Monday, 29 January 2024: 11:00 AM
Holiday 5 (Hilton Baltimore Inner Harbor)
In addition to measuring forecast skill in terms of errors in a hurricane’s track and other meteorological characteristics, there’s a need to more directly measure the impact of these forecast errors on societal outcomes such as evacuations. With this need in mind, an agent-based modeling framework is modified and used to explore connections between forecast errors and evacuations.
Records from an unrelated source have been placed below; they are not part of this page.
//! Resource and resource instance addresses

use std::fmt;
use std::str::FromStr;

use serde::{Deserialize, Deserializer, Serialize, Serializer};

use super::{InstanceKey, ModuleInstance, Target};
use crate::{Error, Result};

/// Whether a resource is managed or a data source
#[derive(Debug, Clone, Copy, PartialEq, Eq, Hash, PartialOrd, Ord, Serialize, Deserialize)]
#[serde(rename_all = "lowercase")]
pub enum ResourceMode {
    Managed,
    Data,
}

/// A resource within a module: mode, type and name
#[derive(Debug, Clone, PartialEq, Eq, Hash, PartialOrd, Ord)]
pub struct Resource {
    pub mode: ResourceMode,
    pub type_name: String,
    pub name: String,
}

impl Resource {
    /// A managed resource `type_name.name`.
    pub fn managed(type_name: impl Into<String>, name: impl Into<String>) -> Self {
        Self {
            mode: ResourceMode::Managed,
            type_name: type_name.into(),
            name: name.into(),
        }
    }

    /// A data source `data.type_name.name`.
    pub fn data(type_name: impl Into<String>, name: impl Into<String>) -> Self {
        Self {
            mode: ResourceMode::Data,
            type_name: type_name.into(),
            name: name.into(),
        }
    }

    /// Place this resource in a module instance.
    pub fn absolute(self, module: ModuleInstance) -> AbsResource {
        AbsResource {
            module,
            resource: self,
        }
    }

    /// Whether both resources have the same mode and type.
    pub fn same_kind(&self, other: &Self) -> bool {
        self.mode == other.mode && self.type_name == other.type_name
    }
}

impl fmt::Display for Resource {
    fn fmt(&self, f: &mut fmt::Formatter<'_>) -> fmt::Result {
        if self.mode == ResourceMode::Data {
            f.write_str("data.")?;
        }
        write!(f, "{}.{}", self.type_name, self.name)
    }
}

/// A resource placed in a module instance
#[derive(Debug, Clone, PartialEq, Eq, Hash, PartialOrd, Ord)]
pub struct AbsResource {
    pub module: ModuleInstance,
    pub resource: Resource,
}

impl AbsResource {
    /// Address of one instance of this resource.
    pub fn instance(&self, key: InstanceKey) -> AbsResourceInstance {
        AbsResourceInstance {
            module: self.module.clone(),
            resource: self.resource.clone(),
            key,
        }
    }
}

impl fmt::Display for AbsResource {
    fn fmt(&self, f: &mut fmt::Formatter<'_>) -> fmt::Result {
        if !self.module.is_root() {
            write!(f, "{}.", self.module)?;
        }
        write!(f, "{}", self.resource)
    }
}

impl FromStr for AbsResource {
    type Err = Error;

    fn from_str(s: &str) -> Result<Self> {
        match Target::parse(s)? {
            Target::Resource(addr) => Ok(addr),
            _ => Err(Error::malformed(s, s, "expected a resource address without an instance key")),
        }
    }
}

/// Dependency edges are persisted as address strings.
impl Serialize for AbsResource {
    fn serialize<S: Serializer>(&self, serializer: S) -> std::result::Result<S::Ok, S::Error> {
        serializer.collect_str(self)
    }
}

impl<'de> Deserialize<'de> for AbsResource {
    fn deserialize<D: Deserializer<'de>>(deserializer: D) -> std::result::Result<Self, D::Error> {
        let text = String::deserialize(deserializer)?;
        text.parse().map_err(serde::de::Error::custom)
    }
}

/// One instance of a resource, fully qualified
#[derive(Debug, Clone, PartialEq, Eq, Hash, PartialOrd, Ord)]
pub struct AbsResourceInstance {
    pub module: ModuleInstance,
    pub resource: Resource,
    pub key: InstanceKey,
}

impl AbsResourceInstance {
    /// Address of the resource containing this instance.
    pub fn containing_resource(&self) -> AbsResource {
        AbsResource {
            module: self.module.clone(),
            resource: self.resource.clone(),
        }
    }
}

impl fmt::Display for AbsResourceInstance {
    fn fmt(&self, f: &mut fmt::Formatter<'_>) -> fmt::Result {
        if !self.module.is_root() {
            write!(f, "{}.", self.module)?;
        }
        write!(f, "{}{}", self.resource, self.key)
    }
}

/// Parses an instance address; a missing key means [`InstanceKey::NoKey`].
impl FromStr for AbsResourceInstance {
    type Err = Error;

    fn from_str(s: &str) -> Result<Self> {
        match Target::parse(s)? {
            Target::Instance(addr) => Ok(addr),
            Target::Resource(addr) => Ok(addr.instance(InstanceKey::NoKey)),
            Target::Module(_) => Err(Error::malformed(s, s, "expected a resource instance address")),
        }
    }
}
Called FLEE (Forecasting Laboratory for Exploring the Evacuation-system), the framework integrates several empirically-informed models of the natural hazard (hurricane), the human system (information flow, evacuation decisions), the built environment (road infrastructure), and connections between systems (forecasts and warning information, traffic, impact zones). Here we discuss recent changes made to the modeling framework, including additional model verification using risk perception data collected during Hurricane Ian. We then discuss how the new and improved model can explore questions like Q1 – Which forecast elements (track, intensity, storm size) are most important to accurately predict for successful evacuation of real and hypothetical storms and does this vary with different measures of evacuation success? Q2 – Are there diminishing returns in forecast accuracy with respect to evacuations and how does that compare with physical limits of predictability of tropical systems? Q3 – How do answers 1–2 vary across future projected population-infrastructure-climate scenarios and risk reduction strategies? In beginning to answer these types of questions we demonstrate how modeling frameworks like FLEE can combine existing physical-social-computational research to study the hurricane forecast-evacuation system from a new perspective. This includes providing a societally-relevant alternative perspective to traditional metrics of forecast accuracy, which may ultimately help the weather-hazard enterprise make forecasts more useful to society.